=== DATA SHOWN ===
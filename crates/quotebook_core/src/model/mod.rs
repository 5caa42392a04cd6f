//! Domain model for the quote collection.
//!
//! # Responsibility
//! - Define the canonical quote record shared by every store path.
//! - Own the normalization rule applied when a record is created.
//!
//! # Invariants
//! - A `Quote` never holds empty `text` or `category`.
//! - Categories are stored in normalized (lower-case) form.

pub mod quote;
===
ACTION ITEM: Copy every record again, keeping each word unchanged.

WRITTEN REPLY:
filename crates/quotebook_core/src/model/mod.rs
repository 5caa42392a04cd6f
//! Domain model for the quote collection.
//!
//! # Responsibility
//! - Define the canonical quote record shared by every store path.
//! - Own the normalization rule applied when a record is created.
//!
//! # Invariants
//! - A `Quote` never holds empty `text` or `category`.
//! - Categories are stored in normalized (lower-case) form.

pub mod quote;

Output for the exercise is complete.